Das überdimensionale Beton-X auf dem Ballhausplatz ist Österreichs Denkmal für Deserteure. Es ehrt Männer, die sich weigerten, für Hitler zu kämpfen, und dafür mit ihrem Leben bezahlten.
Über 30.000 Todesurteile. So viele haben die Nazi-Militärgerichte während des Zweiten Weltkriegs verhängt. Die meisten betrafen Deserteure und sogenannte Untergräber der Truppenmoral. Tausende weitere starben in Strafkompanien an der Front.
Diejenigen, die überlebten, kehrten in eine Welt der Diskriminierung zurück. Richard Wadani desertierte 1944 in der Nähe von Aachen und schloss sich den britischen Streitkräften an. Als er 1946 in seiner britischen Armeeuniform zum Arbeitsamt zurückkehrte, wiesen sie ihn ab. Wie konntest du es wagen, in einer fremden Armee zu dienen, sagten sie ihm.
Jahrzehntelang betrachtete Österreich diese Männer als Feiglinge und Verräter. Erst 2009 rehabilitierte das Parlament sie endlich.
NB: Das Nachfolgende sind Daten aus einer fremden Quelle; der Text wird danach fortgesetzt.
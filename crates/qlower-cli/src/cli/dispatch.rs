//! Dispatch logic: extract params from ArgMatches and convert to command args.

use std::path::PathBuf;

use clap::ArgMatches;
use qlower_core::{Chip, Mode};

use crate::commands::check_table::CheckTableArgs;
use crate::commands::dump::DumpArgs;
use crate::commands::lower::LowerArgs;

pub struct LowerParams {
    pub graph_path: PathBuf,
    pub chip: Chip,
    pub mode: Mode,
    pub qtable: Option<PathBuf>,
    pub asymmetric: bool,
    pub group_size: u32,
    pub ignore_f16_overflow: bool,
    pub no_optimize: bool,
    pub output: Option<PathBuf>,
    pub compact: bool,
}

impl LowerParams {
    pub fn from_matches(m: &ArgMatches) -> Self {
        Self {
            graph_path: graph_path(m),
            chip: chip(m),
            mode: mode(m),
            qtable: m.get_one::<PathBuf>("qtable").cloned(),
            asymmetric: m.get_flag("asymmetric"),
            group_size: m.get_one::<u32>("group_size").copied().unwrap_or(0),
            ignore_f16_overflow: m.get_flag("ignore_f16_overflow"),
            no_optimize: m.get_flag("no_optimize"),
            output: m.get_one::<PathBuf>("output").cloned(),
            compact: m.get_flag("compact"),
        }
    }
}

impl From<LowerParams> for LowerArgs {
    fn from(p: LowerParams) -> Self {
        Self {
            graph_path: p.graph_path,
            chip: p.chip,
            mode: p.mode,
            qtable_path: p.qtable,
            asymmetric: p.asymmetric,
            group_size: p.group_size,
            ignore_f16_overflow: p.ignore_f16_overflow,
            optimize: !p.no_optimize,
            output: p.output,
            pretty: !p.compact,
        }
    }
}

pub struct CheckTableParams {
    pub table_path: PathBuf,
    pub chip: Chip,
    pub mode: Mode,
    pub json: bool,
}

impl CheckTableParams {
    pub fn from_matches(m: &ArgMatches) -> Self {
        Self {
            table_path: m.get_one::<PathBuf>("table_path").cloned().unwrap_or_default(),
            chip: chip(m),
            mode: mode(m),
            json: m.get_flag("json"),
        }
    }
}

impl From<CheckTableParams> for CheckTableArgs {
    fn from(p: CheckTableParams) -> Self {
        Self {
            table_path: p.table_path,
            chip: p.chip,
            mode: p.mode,
            json: p.json,
        }
    }
}

pub struct DumpParams {
    pub graph_path: PathBuf,
}

impl DumpParams {
    pub fn from_matches(m: &ArgMatches) -> Self {
        Self {
            graph_path: graph_path(m),
        }
    }
}

impl From<DumpParams> for DumpArgs {
    fn from(p: DumpParams) -> Self {
        Self {
            graph_path: p.graph_path,
        }
    }
}

/// Verbosity count from `-v` flags; global, so any subcommand carries it.
pub fn verbosity(m: &ArgMatches) -> u8 {
    m.get_count("verbose")
}

// Required args are enforced by clap; the fallbacks only keep extraction total.

fn graph_path(m: &ArgMatches) -> PathBuf {
    m.get_one::<PathBuf>("graph_path").cloned().unwrap_or_default()
}

fn chip(m: &ArgMatches) -> Chip {
    m.get_one::<Chip>("chip").copied().unwrap_or(Chip::Bm1684x)
}

fn mode(m: &ArgMatches) -> Mode {
    m.get_one::<Mode>("mode").copied().unwrap_or(Mode::F32)
}
use crate::{ElementKind, Graph, Op, OpKind, Representation, Use};

fn f32() -> Representation {
    Representation::plain(ElementKind::F32)
}

#[test]
fn uses_track_operands() {
    let mut g = Graph::new("g");
    let x = g.add_input("x", [1, 4], f32());
    let a = g.add_op("a", Op::Relu, &[x], [1, 4], f32());
    let b = g.add_op("b", Op::add(), &[x, a], [1, 4], f32());
    g.add_return(&[b]);

    assert_eq!(g.use_count(x), 2);
    assert_eq!(
        g.uses(x),
        &[
            Use {
                node: g.producer(a),
                operand: 0
            },
            Use {
                node: g.producer(b),
                operand: 0
            },
        ]
    );
    assert!(g.has_one_use(a));
    assert_eq!(g.verify_structure(), Ok(()));
}

#[test]
fn replace_all_uses_moves_readers() {
    let mut g = Graph::new("g");
    let x = g.add_input("x", [4], f32());
    let r = g.add_op("r", Op::Relu, &[x], [4], f32());
    let s = g.add_op("s", Op::Abs, &[r], [4], f32());
    let t = g.add_op("t", Op::Abs, &[r], [4], f32());

    g.replace_all_uses(r, x);

    assert_eq!(g.use_count(r), 0);
    assert_eq!(g.input(g.producer(s), 0), x);
    assert_eq!(g.input(g.producer(t), 0), x);
    assert_eq!(g.use_count(x), 3);
    assert_eq!(g.verify_structure(), Ok(()));
}

#[test]
fn replace_all_uses_except_keeps_one_reader() {
    let mut g = Graph::new("g");
    let x = g.add_input("x", [4], f32());
    let c = g.add_op("c", Op::Cast, &[x], [4], f32());
    let s = g.add_op("s", Op::Abs, &[x], [4], f32());

    g.replace_all_uses_except(x, c, g.producer(c));

    assert_eq!(g.input(g.producer(c), 0), x);
    assert_eq!(g.input(g.producer(s), 0), c);
    assert_eq!(g.verify_structure(), Ok(()));
}

#[test]
fn erase_leaves_tombstone() {
    let mut g = Graph::new("g");
    let x = g.add_input("x", [4], f32());
    let r = g.add_op("r", Op::Relu, &[x], [4], f32());
    let id = g.producer(r);

    g.erase(id);

    assert!(!g.is_live(id));
    assert_eq!(g.use_count(x), 0);
    assert_eq!(g.node_count(), 1);
    assert_eq!(g.find("r"), None);
    assert_eq!(g.erased_count(), 1);

    // new node does not reuse the erased id
    let again = g.add_op("r", Op::Relu, &[x], [4], f32());
    assert_ne!(g.producer(again), id);
}

#[test]
#[should_panic(expected = "still have 1 reader")]
fn erase_with_readers_panics() {
    let mut g = Graph::new("g");
    let x = g.add_input("x", [4], f32());
    g.add_op("r", Op::Relu, &[x], [4], f32());
    let id = g.producer(x);
    g.erase(id);
}

#[test]
fn insert_after_keeps_program_order() {
    let mut g = Graph::new("g");
    let x = g.add_input("x", [4], f32());
    let r = g.add_op("r", Op::Relu, &[x], [4], f32());
    let anchor = g.producer(x);

    let cast = g.insert_after(
        anchor,
        "x_cast",
        Op::Cast,
        &[x],
        vec![g.ty(x).clone()],
    );

    let names: Vec<&str> = g.order().iter().map(|&n| g.node_name(n)).collect();
    assert_eq!(names, ["x", "x_cast", "r"]);
    assert_eq!(g.kind(cast), OpKind::Cast);
    assert_eq!(g.producer(r), g.order()[2]);
}

#[test]
fn fresh_names_are_unique() {
    let mut g = Graph::new("g");
    let x = g.add_input("x", [4], f32());
    let a = g.add_op("x", Op::Relu, &[x], [4], f32());
    let b = g.add_op("x", Op::Relu, &[a], [4], f32());

    assert_eq!(g.node_name(g.producer(a)), "x_1");
    assert_eq!(g.node_name(g.producer(b)), "x_2");
}

#[test]
fn swap_operands_updates_uses() {
    let mut g = Graph::new("g");
    let x = g.add_input("x", [4], f32());
    let y = g.add_input("y", [4], f32());
    let m = g.add_op("m", Op::Mul { do_relu: false }, &[x, y], [4], f32());
    let mul = g.producer(m);

    g.swap_operands(mul, 0, 1);

    assert_eq!(g.inputs(mul), &[y, x]);
    assert_eq!(g.uses(x), &[Use { node: mul, operand: 1 }]);
    assert_eq!(g.uses(y), &[Use { node: mul, operand: 0 }]);
    assert_eq!(g.verify_structure(), Ok(()));
}

#[test]
fn same_value_read_twice() {
    let mut g = Graph::new("g");
    let x = g.add_input("x", [4], f32());
    let y = g.add_input("y", [4], f32());
    let m = g.add_op("m", Op::Mul { do_relu: false }, &[x, x], [4], f32());
    let mul = g.producer(m);
    assert_eq!(g.use_count(x), 2);

    g.set_operand(mul, 1, y);

    assert_eq!(g.uses(x), &[Use { node: mul, operand: 0 }]);
    assert_eq!(g.uses(y), &[Use { node: mul, operand: 1 }]);
    assert_eq!(g.verify_structure(), Ok(()));
}

#[test]
fn return_records_result_kinds() {
    let mut g = Graph::new("g");
    let x = g.add_input("x", [4], Representation::calibrated(ElementKind::F32, -1.0, 1.0));
    g.add_return(&[x]);

    assert_eq!(g.result_kinds(), &[ElementKind::F32]);
    assert_eq!(g.return_node().map(|r| g.kind(r)), Some(OpKind::Return));
}

#[test]
fn dump_lists_nodes() {
    let mut g = Graph::new("g");
    let x = g.add_input("x", [1, 4], Representation::calibrated(ElementKind::F32, -1.0, 2.5));
    let p = g.add_op(
        "p",
        Op::Permute { order: vec![1, 0] },
        &[x],
        [4, 1],
        Representation::plain(ElementKind::F16),
    );
    g.add_return(&[p]);

    insta::assert_snapshot!(g.dump(), @r"
    x = input() -> [1, 4] f32[-1, 2.5]
    p = permute<1,0>(x) -> [4, 1] f16
    return(p)
    ");
}
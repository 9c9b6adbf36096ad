//! Local calibration rules.
//!
//! Every rule inspects one node and either edits the graph and returns
//! `true`, or declines with `false`. Only a sign contradiction is an error.

use qlower_core::{NodeId, Op, OpKind, Range, ReduceMode, Representation};

use super::walk::Propagator;
use crate::{Error, Result};

/// Synthetic negative lower bound as a fraction of the upper bound.
const NEGATIVE_FRACTION: f64 = -0.1;

#[derive(Debug, Clone, Copy)]
pub(crate) enum Rule {
    /// Output range copied from input range.
    ForwardCopy(&'static [OpKind]),
    ForwardMulConst,
    ForwardArg,
    /// Pool output sign follows input sign.
    KeepSign(&'static [OpKind]),
    SubConstSign,
    MulSign,
    AddSign,
    /// Concat/Min/Max unification.
    MultiInput(&'static [OpKind]),
    Backward(&'static [OpKind]),
    BackwardKeepMin(&'static [OpKind]),
    Compare,
    WhereThreshold,
    MaskedFillThreshold,
}

impl Rule {
    pub fn name(self) -> &'static str {
        match self {
            Rule::ForwardCopy(_) => "forward",
            Rule::ForwardMulConst => "forward-mulconst",
            Rule::ForwardArg => "forward-arg",
            Rule::KeepSign(_) => "keep-sign",
            Rule::SubConstSign => "subconst-sign",
            Rule::MulSign => "mul-sign",
            Rule::AddSign => "add-sign",
            Rule::MultiInput(_) => "multi-input",
            Rule::Backward(_) => "backward",
            Rule::BackwardKeepMin(_) => "backward-keep-min",
            Rule::Compare => "compare",
            Rule::WhereThreshold => "where-threshold",
            Rule::MaskedFillThreshold => "maskedfill-threshold",
        }
    }

    pub fn apply(self, p: &mut Propagator<'_>, node: NodeId) -> Result<bool> {
        let kind = p.graph.kind(node);
        let changed = match self {
            Rule::ForwardCopy(kinds) => kinds.contains(&kind) && forward_copy(p, node),
            Rule::ForwardMulConst => kind == OpKind::MulConst && forward_mul_const(p, node),
            Rule::ForwardArg => kind == OpKind::Arg && forward_arg(p, node),
            Rule::KeepSign(kinds) => kinds.contains(&kind) && keep_sign(p, node),
            Rule::SubConstSign => kind == OpKind::SubConst && sub_const_sign(p, node),
            Rule::MulSign => kind == OpKind::Mul && mul_sign(p, node)?,
            Rule::AddSign => kind == OpKind::Add && add_sign(p, node),
            Rule::MultiInput(kinds) => kinds.contains(&kind) && multi_input(p, node, kind),
            Rule::Backward(kinds) => kinds.contains(&kind) && backward(p, node, false),
            Rule::BackwardKeepMin(kinds) => kinds.contains(&kind) && backward(p, node, true),
            Rule::Compare => kind == OpKind::Compare && compare(p, node),
            Rule::WhereThreshold => kind == OpKind::Where && where_threshold(p, node),
            Rule::MaskedFillThreshold => {
                kind == OpKind::MaskedFill && masked_fill_threshold(p, node)
            }
        };
        Ok(changed)
    }
}

fn forward_copy(p: &mut Propagator<'_>, node: NodeId) -> bool {
    if let Op::Reduce { mode, .. } = &p.graph.node(node).op
        && !matches!(mode, ReduceMode::Max | ReduceMode::Min)
    {
        return false;
    }
    let Some(&input) = p.graph.inputs(node).first() else {
        return false;
    };
    let out = p.graph.output(node, 0);
    let in_repr = p.graph.repr(input);
    if !in_repr.is_calibrated() || p.range(out) == in_repr.range() {
        return false;
    }
    p.set_repr(out, in_repr);
    p.forward_walk(out);
    true
}

fn forward_mul_const(p: &mut Propagator<'_>, node: NodeId) -> bool {
    let Op::MulConst { const_val, .. } = p.graph.node(node).op else {
        return false;
    };
    let input = p.graph.input(node, 0);
    let out = p.graph.output(node, 0);
    let Some(in_range) = p.range(input) else {
        return false;
    };
    let range = if const_val > 0.0 {
        Range::new(in_range.min() * const_val, in_range.max() * const_val)
    } else if const_val < 0.0 {
        Range::new(in_range.max() * const_val, in_range.min() * const_val)
    } else {
        in_range
    };
    if !p.set_range(out, range) {
        return false;
    }
    p.forward_walk(out);
    true
}

fn forward_arg(p: &mut Propagator<'_>, node: NodeId) -> bool {
    let outputs = p.graph.outputs(node);
    let Some(&values) = outputs.get(1) else {
        return false;
    };
    let in_repr = p.graph.repr(p.graph.input(node, 0));
    if !in_repr.is_calibrated() || p.range(values) == in_repr.range() {
        return false;
    }
    if !p.set_repr(values, in_repr) {
        return false;
    }
    p.forward_walk(values);
    true
}

fn keep_sign(p: &mut Propagator<'_>, node: NodeId) -> bool {
    let input = p.graph.input(node, 0);
    let out = p.graph.output(node, 0);
    let (Some(in_range), Some(out_range)) = (p.range(input), p.range(out)) else {
        return false;
    };
    let min = match (in_range.is_signed(), out_range.is_signed()) {
        (true, false) => NEGATIVE_FRACTION * out_range.max(),
        (false, true) => 0.0,
        _ => return false,
    };
    let Some(range) = out_range.with_min(min) else {
        return false;
    };
    if !p.set_range(out, range) {
        return false;
    }
    p.forward_walk(out);
    true
}

fn sub_const_sign(p: &mut Propagator<'_>, node: NodeId) -> bool {
    let input = p.graph.input(node, 0);
    let out = p.graph.output(node, 0);
    let (Some(in_range), Some(out_range)) = (p.range(input), p.range(out)) else {
        return false;
    };
    if in_range.is_signed() || out_range.is_signed() {
        return false;
    }
    let Some(range) = out_range.with_min(NEGATIVE_FRACTION * out_range.max()) else {
        return false;
    };
    if !p.set_range(out, range) {
        return false;
    }
    p.forward_walk(out);
    true
}

/// Two-operand multiply: operand signs must explain the output sign.
fn mul_sign(p: &mut Propagator<'_>, node: NodeId) -> Result<bool> {
    let inputs = p.graph.inputs(node).to_vec();
    if inputs.len() != 2 {
        return Ok(false);
    }
    let out = p.graph.output(node, 0);
    let Some(out_range) = p.range(out) else {
        return Ok(false);
    };

    let mut signed = [false; 2];
    for (slot, &value) in inputs.iter().enumerate() {
        signed[slot] = match p.graph.weight_data(value) {
            Some([single]) => *single < 0.0,
            Some(_) => return Ok(false),
            None => match p.range(value) {
                Some(range) => range.is_signed(),
                None => return Ok(false),
            },
        };
    }

    let out_signed = out_range.is_signed();
    if signed[0] == out_signed {
        return Ok(false);
    }
    if signed[1] == out_signed {
        p.graph.swap_operands(node, 0, 1);
        return Ok(true);
    }
    if !signed[0] {
        return Err(Error::SignContradiction {
            node: p.graph.node_name(node).to_owned(),
        });
    }
    let Some(range) = out_range.with_min(NEGATIVE_FRACTION * out_range.max()) else {
        return Ok(false);
    };
    if !p.set_range(out, range) {
        return Ok(false);
    }
    p.forward_walk(out);
    Ok(true)
}

fn add_sign(p: &mut Propagator<'_>, node: NodeId) -> bool {
    let Op::Add { coeff, .. } = &p.graph.node(node).op else {
        return false;
    };
    let coeff = coeff.clone();
    let out = p.graph.output(node, 0);
    let Some(out_range) = p.range(out) else {
        return false;
    };

    let mut is_sign = false;
    for (slot, &value) in p.graph.inputs(node).iter().enumerate() {
        let Some(range) = p.range(value) else {
            return false;
        };
        let c = coeff.get(slot).copied().unwrap_or(1.0);
        if range.min() * c < 0.0 || range.max() * c < 0.0 {
            is_sign = true;
        }
    }

    let min = match (is_sign, out_range.is_signed()) {
        (true, false) => NEGATIVE_FRACTION * out_range.max(),
        (false, true) => 0.0,
        _ => return false,
    };
    let Some(range) = out_range.with_min(min) else {
        return false;
    };
    if !p.set_range(out, range) {
        return false;
    }
    p.forward_walk(out);
    true
}

fn multi_input(p: &mut Propagator<'_>, node: NodeId, kind: OpKind) -> bool {
    let inputs = p.graph.inputs(node).to_vec();
    let mut ranges = Vec::with_capacity(inputs.len());
    for &value in &inputs {
        let Some(range) = p.range(value) else {
            return false;
        };
        if !p.graph.has_one_use(value) {
            let shared_with_pool = p
                .graph
                .users(value)
                .into_iter()
                .all(|user| user == node || p.graph.kind(user) == OpKind::MaxPool);
            if !shared_with_pool {
                return false;
            }
        }
        ranges.push(range);
    }
    let out = p.graph.output(node, 0);
    let out_repr = p.graph.repr(out);
    let (Some(first), Some(out_range)) = (ranges.first().copied(), out_repr.range()) else {
        return false;
    };

    if kind == OpKind::Concat && ranges.iter().any(|r| r.is_signed() != first.is_signed()) {
        return false;
    }

    if ranges.iter().all(|r| *r == first) {
        if out_range == first {
            return false;
        }
        let in_repr = p.graph.repr(inputs[0]);
        return p.set_repr(out, in_repr);
    }

    for &value in &inputs {
        if p.set_repr(value, out_repr) {
            p.backward_walk(value);
        }
    }
    true
}

fn backward(p: &mut Propagator<'_>, node: NodeId, keep_min: bool) -> bool {
    let input = p.graph.input(node, 0);
    let out = p.graph.output(node, 0);
    let out_repr = p.graph.repr(out);
    let Some(out_range) = out_repr.range() else {
        return false;
    };
    if !p.graph.has_one_use(input) {
        return false;
    }
    let Some(in_range) = p.range(input) else {
        return false;
    };
    if in_range.max() == out_range.max() && (keep_min || in_range.min() == out_range.min()) {
        return false;
    }
    let range = if keep_min {
        match Range::try_new(in_range.min(), out_range.max()) {
            Some(range) => range,
            None => return false,
        }
    } else {
        out_range
    };
    if !p.set_repr(input, Representation::with_range(out_repr.storage(), range)) {
        return false;
    }
    p.backward_walk(input);
    true
}

fn compare(p: &mut Propagator<'_>, node: NodeId) -> bool {
    let inputs = p.graph.inputs(node).to_vec();
    let &[lhs, rhs] = inputs.as_slice() else {
        return false;
    };
    let (Some(l), Some(r)) = (p.range(lhs), p.range(rhs)) else {
        return false;
    };
    if l == r {
        return false;
    }
    let joined = Representation::with_range(p.graph.repr(lhs).storage(), l.union(&r));
    let left = p.set_repr(lhs, joined);
    let right = p.set_repr(rhs, joined);
    left || right
}

/// Widens `out_range` to cover a constant of magnitude `const_v`.
/// Returns the resulting range and whether it grew.
fn widen_to_const(out_range: Range, const_v: f64, const_signed: bool) -> (Range, bool) {
    if out_range.max() >= const_v {
        return (out_range, false);
    }
    let min = if const_signed || out_range.is_signed() {
        NEGATIVE_FRACTION * const_v
    } else {
        0.0
    };
    (Range::new(min, const_v), true)
}

fn where_threshold(p: &mut Propagator<'_>, node: NodeId) -> bool {
    let Op::Where { x_const, y_const } = p.graph.node(node).op else {
        return false;
    };
    let out = p.graph.output(node, 0);
    let Some(out_range) = p.range(out) else {
        return false;
    };

    let mut const_v = 0.0f64;
    let mut const_signed = false;
    for c in [y_const, x_const].into_iter().flatten() {
        const_v = const_v.max(c.abs());
        const_signed |= c < 0.0;
    }

    let (range, widen) = widen_to_const(out_range, const_v, const_signed);
    let mut changed = widen && p.set_range(out, range);

    if p.ctx.is_float_pinned(p.graph.node_name(node)) {
        return changed;
    }
    let inputs = p.graph.inputs(node).to_vec();
    let mut branches = Vec::with_capacity(2);
    for (slot, is_const) in [(1, x_const.is_some()), (2, y_const.is_some())] {
        let Some(&value) = inputs.get(slot) else {
            continue;
        };
        if is_const || p.graph.is_none(value) {
            continue;
        }
        if !p.graph.repr(value).is_calibrated() {
            return changed;
        }
        branches.push(value);
    }
    for value in branches {
        changed |= p.set_range(value, range);
    }
    changed
}

fn masked_fill_threshold(p: &mut Propagator<'_>, node: NodeId) -> bool {
    let Op::MaskedFill { const_val, .. } = p.graph.node(node).op else {
        return false;
    };
    let inputs = p.graph.inputs(node).to_vec();
    if inputs.len() < 2
        || inputs
            .iter()
            .any(|&v| !p.graph.repr(v).is_calibrated() || !p.graph.has_one_use(v))
    {
        return false;
    }
    let out = p.graph.output(node, 0);
    let Some(out_range) = p.range(out) else {
        return false;
    };

    let (range, widen) = widen_to_const(out_range, const_val.abs(), const_val < 0.0);
    let mut changed = widen && p.set_range(out, range);

    if !p.ctx.is_float_pinned(p.graph.node_name(node)) {
        changed |= p.set_range(inputs[1], range);
    }
    changed
}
Fünf Jahre später wurde dieses Denkmal errichtet, direkt gegenüber der Bundeskanzlei und dem Bundespräsidialamt.
Die Inschrift auf der obersten Stufe lautet „all alone“. Man kann sie nur von oben lesen. Sie bezieht sich auf ein schottisches Gedicht über den individuellen Widerstand gegen die Masse. Wadani, der jahrelang für dieses Denkmal gekämpft hatte, hielt 2014 bei der Einweihung eine Rede. Er war 92 Jahre alt.